Later, after the 1999 city elections, as the city’s plans for redeveloping the west side of downtown forced the Eldorado to move, Jackson’s contributions to politicians again became a public issue. Dixon got $2,500 and Mayor Martin O’Malley (D), ducking controversy, returned $2,000 he’d received from Jackson’s mother, Rosalie Jackson. In 1999, Jackson had former governor Marvin Mandel represent him in a paternity case, a measure of Jackson’s access to politically connected help. Meanwhile, donations from Jackson and those tied to him continued at the federal level. In 1999, Rosalie Jackson gave $1,000 to then-Vice President Al Gore’s committee in the 2000 Democratic presidential primary. More recently, in 2003, Kenneth Jackson gave $500 to the National Republican Congressional Committee. And in 2004 Universal LLC, which operated Britton’s, donated $250 to Lt. Gov. Steele’s campaign.

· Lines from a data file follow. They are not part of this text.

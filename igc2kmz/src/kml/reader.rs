//! Lecture d'un document KML en arbre d'éléments (quick-xml, espaces de noms résolus)

use quick_xml::events::{BytesStart, Event};
use quick_xml::name::ResolveResult;
use quick_xml::NsReader;
use tracing::trace;

use super::{qualified_name, Element, Node};
use crate::ConvertError;

/// Parse un document XML et retourne son élément racine
///
/// Retourne `Ok(None)` si le document ne contient aucun élément.
/// Les textes composés uniquement de blancs sont ignorés dans les
/// éléments qui ont des sous-éléments (indentation). Les attributs
/// préfixés sont stockés sous la forme `{uri}nom`.
pub fn parse_str(xml: &str) -> Result<Option<Element>, ConvertError> {
    let mut reader = NsReader::from_str(xml);
    let mut stack: Vec<Element> = Vec::new();
    let mut root: Option<Element> = None;

    loop {
        let (resolved, event) = reader.read_resolved_event()?;
        let namespace = namespace_of(&resolved);
        match event {
            Event::Start(e) => {
                let element = open_element(&reader, namespace, &e)?;
                stack.push(element);
            }
            Event::Empty(e) => {
                let element = open_element(&reader, namespace, &e)?;
                attach(&mut stack, &mut root, element);
            }
            Event::End(_) => {
                if let Some(element) = stack.pop() {
                    attach(&mut stack, &mut root, close_element(element));
                }
            }
            Event::Text(e) => push_text(&mut stack, &String::from_utf8_lossy(e.as_ref())),
            Event::CData(e) => push_text(&mut stack, &String::from_utf8_lossy(e.as_ref())),
            Event::GeneralRef(e) => {
                if let Ok(Some(ch)) = e.resolve_char_ref() {
                    push_text(&mut stack, ch.encode_utf8(&mut [0; 4]));
                } else {
                    let entity = match &*e {
                        b"amp" => "&",
                        b"lt" => "<",
                        b"gt" => ">",
                        b"quot" => "\"",
                        b"apos" => "'",
                        other => {
                            trace!(
                                entity = %String::from_utf8_lossy(other),
                                "Dropping unknown entity reference"
                            );
                            ""
                        }
                    };
                    push_text(&mut stack, entity);
                }
            }
            Event::Eof => break,
            _ => {}
        }
    }

    Ok(root)
}

fn namespace_of(resolved: &ResolveResult<'_>) -> Option<String> {
    match resolved {
        ResolveResult::Bound(ns) => Some(String::from_utf8_lossy(ns.as_ref()).into_owned()),
        _ => None,
    }
}

fn open_element(
    reader: &NsReader<&[u8]>,
    namespace: Option<String>,
    e: &BytesStart<'_>,
) -> Result<Element, ConvertError> {
    let name = String::from_utf8_lossy(e.local_name().as_ref()).into_owned();
    let mut element = Element::new(None, name);
    element.namespace = namespace;

    for attr in e.attributes() {
        let attr = attr.map_err(quick_xml::Error::from)?;
        let raw_key = attr.key.as_ref();
        // les déclarations sont redéclarées à l'écriture
        if raw_key == b"xmlns" || raw_key.starts_with(b"xmlns:") {
            continue;
        }

        let (resolved, local) = reader.resolve_attribute(attr.key);
        let local = String::from_utf8_lossy(local.as_ref());
        let key = match resolved {
            ResolveResult::Bound(ns) => {
                qualified_name(&String::from_utf8_lossy(ns.as_ref()), &local)
            }
            ResolveResult::Unbound => local.into_owned(),
            ResolveResult::Unknown(prefix) => {
                trace!(
                    prefix = %String::from_utf8_lossy(&prefix),
                    "Attribute prefix is not declared"
                );
                String::from_utf8_lossy(raw_key).into_owned()
            }
        };

        let raw = String::from_utf8_lossy(&attr.value);
        let value = quick_xml::escape::unescape(&raw)
            .map(|v| v.into_owned())
            .unwrap_or_else(|_| raw.to_string());
        element.attributes.push((key, value));
    }

    Ok(element)
}

fn close_element(mut element: Element) -> Element {
    let has_elements = element
        .children
        .iter()
        .any(|node| matches!(node, Node::Element(_)));

    if has_elements {
        element.children.retain(|node| match node {
            Node::Text(text) => !text.trim().is_empty(),
            Node::Element(_) => true,
        });
    }

    element
}

fn attach(stack: &mut [Element], root: &mut Option<Element>, element: Element) {
    match stack.last_mut() {
        Some(parent) => parent.push(element),
        None => {
            if root.is_none() {
                *root = Some(element);
            }
        }
    }
}

fn push_text(stack: &mut [Element], text: &str) {
    let Some(parent) = stack.last_mut() else {
        return;
    };

    match parent.children.last_mut() {
        Some(Node::Text(existing)) => existing.push_str(text),
        _ => parent.children.push(Node::Text(text.to_string())),
    }
}

#[cfg(test)]
mod tests {
    use super::*;
    use crate::kml::{writer, KML_NS};

    #[test]
    fn test_parse_qualified_document() {
        let xml = r#"<?xml version="1.0" encoding="UTF-8"?>
<kml xmlns="http://www.opengis.net/kml/2.2">
  <Document>
    <name>flight</name>
    <Style id="trackStyle"/>
  </Document>
</kml>"#;

        let root = parse_str(xml).unwrap().unwrap();
        assert!(root.is(Some(KML_NS), "kml"));
        assert!(root.attributes.is_empty());

        let doc = root.find(Some(KML_NS), "Document").unwrap();
        assert_eq!(doc.elements().count(), 2);
        assert_eq!(doc.find(Some(KML_NS), "name").unwrap().text(), "flight");
        assert_eq!(
            doc.find(Some(KML_NS), "Style").unwrap().attr("id"),
            Some("trackStyle")
        );
    }

    #[test]
    fn test_parse_prefixed_document() {
        let xml = r#"<k:kml xmlns:k="http://www.opengis.net/kml/2.2"><k:Document/></k:kml>"#;
        let root = parse_str(xml).unwrap().unwrap();
        assert!(root.find(Some(KML_NS), "Document").is_some());
    }

    #[test]
    fn test_parse_unqualified_document() {
        let root = parse_str("<kml><Document><name>x</name></Document></kml>")
            .unwrap()
            .unwrap();
        assert!(root.find(None, "Document").is_some());
        assert!(root.find(Some(KML_NS), "Document").is_none());
    }

    #[test]
    fn test_parse_entities() {
        let root = parse_str("<d a=\"x &amp; y\">Pilot: O&apos;Brien &#233;</d>")
            .unwrap()
            .unwrap();
        assert_eq!(root.text(), "Pilot: O'Brien é");
        assert_eq!(root.attr("a"), Some("x & y"));
    }

    #[test]
    fn test_parse_keeps_text_newlines() {
        let root = parse_str("<description>Pilot: A\nDate: 2024-07-15</description>")
            .unwrap()
            .unwrap();
        assert_eq!(root.text(), "Pilot: A\nDate: 2024-07-15");
    }

    #[test]
    fn test_parse_prefixed_attributes() {
        let xml = r#"<kml xmlns="http://www.opengis.net/kml/2.2" xmlns:gx="http://www.google.com/kml/ext/2.2"><Placemark id="p" gx:balloonVisibility="1" xml:lang="fr"/></kml>"#;
        let root = parse_str(xml).unwrap().unwrap();
        assert!(root.attributes.is_empty());

        let placemark = root.find(Some(KML_NS), "Placemark").unwrap();
        assert_eq!(placemark.attr("id"), Some("p"));
        assert_eq!(
            placemark.attr("{http://www.google.com/kml/ext/2.2}balloonVisibility"),
            Some("1")
        );
        assert_eq!(
            placemark.attr("{http://www.w3.org/XML/1998/namespace}lang"),
            Some("fr")
        );
    }

    #[test]
    fn test_parse_unknown_entity_dropped() {
        let root = parse_str("<name>a&nbsp;b</name>").unwrap().unwrap();
        assert_eq!(root.text(), "ab");
    }

    #[test]
    fn test_parse_empty_input() {
        assert!(parse_str("").unwrap().is_none());
    }

    #[test]
    fn test_parse_mismatched_tags() {
        assert!(parse_str("<kml><Document></kml>").is_err());
    }

    #[test]
    fn test_written_tree_reads_back_identical() {
        let tree = Element::kml("kml").with_child(
            Element::kml("Document")
                .with_child(Element::kml("name").with_text("a & b"))
                .with_child(Element::kml("Style").with_attr("id", "s")),
        );

        let xml = writer::to_string(&tree).unwrap();
        assert_eq!(parse_str(&xml).unwrap().unwrap(), tree);
    }
}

Leonard, in his 2002 city liquor-license application to fill the vacancy left by the closing of Britton’s, wrote that he had been self-employed since 1999, and had previously worked from ’95 to ’99 at the Starlite Lounge, a West Baltimore bar. The sources of funds for starting Downtown Southern Blues were disclosed as proceeds from the Southern Blues carry-out in Randallstown and from Raphael Barber Shop, also in Randallstown Plaza. The purchase price for the restaurant was $350,000, with $3,394-per-month payments to K.A.J. Enterprises. Under Leonard’s proprietorship, violence struck at Downtown Southern Blues in October 2003, when an argument that started in the restaurant spilled outside, resulting in four men shot and another stabbed. Today, a new restaurant called Gambrino’s of Spain is preparing to open up there, with owners who moved here recently from Elizabeth, N.J., and a letter in the files on the property kept by the Baltimore Board of Liquor License Commissioners indicates that K.A.J. Enterprises is considering selling building.